4. A single-layer handpiece of a corrugating machine according to claim 3, wherein the other end of the third sector-shaped holding block is provided with a first groove, correspondingly, the other end of the first sector-shaped holding block is provided with a notch, the inner wall of the notch is provided with a second groove, and the quick-connection device further comprises a screw rod and a nut sleeve; one end of the screw rod is rotatably inserted and connected into the first groove, the other end of the screw rod is movably embedded into the second groove, and the nut is sleeved with the other end of the screw rod in a threaded manner and is movably arranged in the notch.

5. The corrugator single-layer machine head according to claim 4, wherein a first thermocouple is further inserted between the second electric heating ring and the root of the die in a sealing manner, the sensing end of the first thermocouple extends into the counter bore, a second thermocouple is further inserted between the first electric heating ring and the right end of the shunt shuttle body in a sealing manner, and the sensing end of the second thermocouple extends into the straight cylinder cavity and is positioned between the shuttle head and the porous plate.

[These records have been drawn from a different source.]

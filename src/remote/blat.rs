//! Client for the UCSC BLAT web service.
//!
//! BLAT returns a JSON object with a `fields` array naming the PSL columns
//! and a `blat` array of row arrays. Columns are resolved by name rather
//! than position, so field reordering on the server side stays harmless.

use serde::Deserialize;
use serde_json::Value;

use crate::core::locus::Strand;
use crate::remote::{AlignmentService, RemoteError, REQUEST_TIMEOUT};

pub const BLAT_URL: &str = "https://genome.ucsc.edu/cgi-bin/hgBlat";

/// One alignment row, reduced to the columns the pipeline consumes.
///
/// `start` is the service's native 0-based target start; the +1 browser
/// correction is applied later, when a hit is promoted to a `GuideLocus`.
#[derive(Debug, Clone, PartialEq, Eq)]
pub struct BlatHit {
    /// Number of matching bases
    pub matches: u64,

    /// Target sequence name (chromosome)
    pub chrom: String,

    /// 0-based target start
    pub start: u64,

    /// Target end (inclusive under the browser's 1-based convention)
    pub end: u64,

    pub strand: Strand,
}

#[derive(Debug, Deserialize)]
struct BlatResponse {
    fields: Vec<String>,
    blat: Vec<Vec<Value>>,
}

pub struct BlatClient {
    http: reqwest::blocking::Client,
    genome: String,
}

impl BlatClient {
    /// Build a client targeting the given genome assembly (e.g. `hs1`).
    ///
    /// # Errors
    ///
    /// Returns `RemoteError::Http` if the underlying HTTP client cannot be
    /// constructed.
    pub fn new(genome: impl Into<String>) -> Result<Self, RemoteError> {
        let http = reqwest::blocking::Client::builder()
            .timeout(REQUEST_TIMEOUT)
            .build()?;
        Ok(Self {
            http,
            genome: genome.into(),
        })
    }
}

impl AlignmentService for BlatClient {
    fn locate(&self, seq: &str) -> Result<Vec<BlatHit>, RemoteError> {
        let response = self
            .http
            .get(BLAT_URL)
            .query(&[
                ("userSeq", seq),
                ("type", "DNA"),
                ("db", self.genome.as_str()),
                ("output", "json"),
            ])
            .send()?
            .error_for_status()?;
        parse_blat_response(&response.text()?)
    }
}

/// Parse the BLAT JSON body into hits.
///
/// # Errors
///
/// Returns `RemoteError::BadResponse` if the body is not the expected JSON
/// shape or a row is missing/mistyped in a consumed column.
pub fn parse_blat_response(body: &str) -> Result<Vec<BlatHit>, RemoteError> {
    let response: BlatResponse = serde_json::from_str(body).map_err(|e| bad(e.to_string()))?;

    let col = |name: &str| {
        response
            .fields
            .iter()
            .position(|f| f == name)
            .ok_or_else(|| bad(format!("missing field '{name}'")))
    };
    let matches_col = col("matches")?;
    let strand_col = col("strand")?;
    let chrom_col = col("tName")?;
    let start_col = col("tStart")?;
    let end_col = col("tEnd")?;

    let mut hits = Vec::with_capacity(response.blat.len());
    for row in &response.blat {
        hits.push(BlatHit {
            matches: number_at(row, matches_col, "matches")?,
            chrom: string_at(row, chrom_col, "tName")?,
            start: number_at(row, start_col, "tStart")?,
            end: number_at(row, end_col, "tEnd")?,
            strand: strand_at(row, strand_col)?,
        });
    }
    Ok(hits)
}

fn bad(message: String) -> RemoteError {
    RemoteError::BadResponse {
        service: "BLAT",
        message,
    }
}

fn number_at(row: &[Value], index: usize, name: &str) -> Result<u64, RemoteError> {
    row.get(index)
        .and_then(Value::as_u64)
        .ok_or_else(|| bad(format!("row is missing numeric '{name}'")))
}

fn string_at(row: &[Value], index: usize, name: &str) -> Result<String, RemoteError> {
    row.get(index)
        .and_then(Value::as_str)
        .map(str::to_string)
        .ok_or_else(|| bad(format!("row is missing '{name}'")))
}

fn strand_at(row: &[Value], index: usize) -> Result<Strand, RemoteError> {
    match row.get(index).and_then(Value::as_str) {
        Some("+") => Ok(Strand::Plus),
        Some("-") => Ok(Strand::Minus),
        other => Err(bad(format!("unrecognized strand {other:?}"))),
    }
}
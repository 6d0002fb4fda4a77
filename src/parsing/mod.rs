//! Parsers for the guide input table.

pub mod guides;

pub use guides::{read_guides, read_guides_file, GuideTable, ParseError, RejectedRow};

6. The corrugator monolayer machine head of claim 5, wherein a temperature sensor and a pressure sensor are also in sealing connection between the first electric heating coil and the shunt shuttle body, and the sensing ends of the temperature sensor and the pressure sensor extend into the straight cylinder cavity and are positioned on the right side of the shuttle head part and the left side of the second thermocouple.

7. The corrugating machine single-layer machine head according to claim 6, wherein the inner walls of the first fan-shaped holding block, the second fan-shaped holding block and the third fan-shaped holding block are provided with an arc-shaped pressing groove, the cross section of the arc-shaped pressing groove is trapezoid, the outer edge of the right end of the split shuttle body is outwards provided with a first clamping ring which is arranged in a circumferential direction, the inner side of the root of the first clamping ring is provided with a first conical surface which is arranged in the circumferential direction, and the first conical surface is mutually matched with the inner wall of each arc-shaped pressing groove.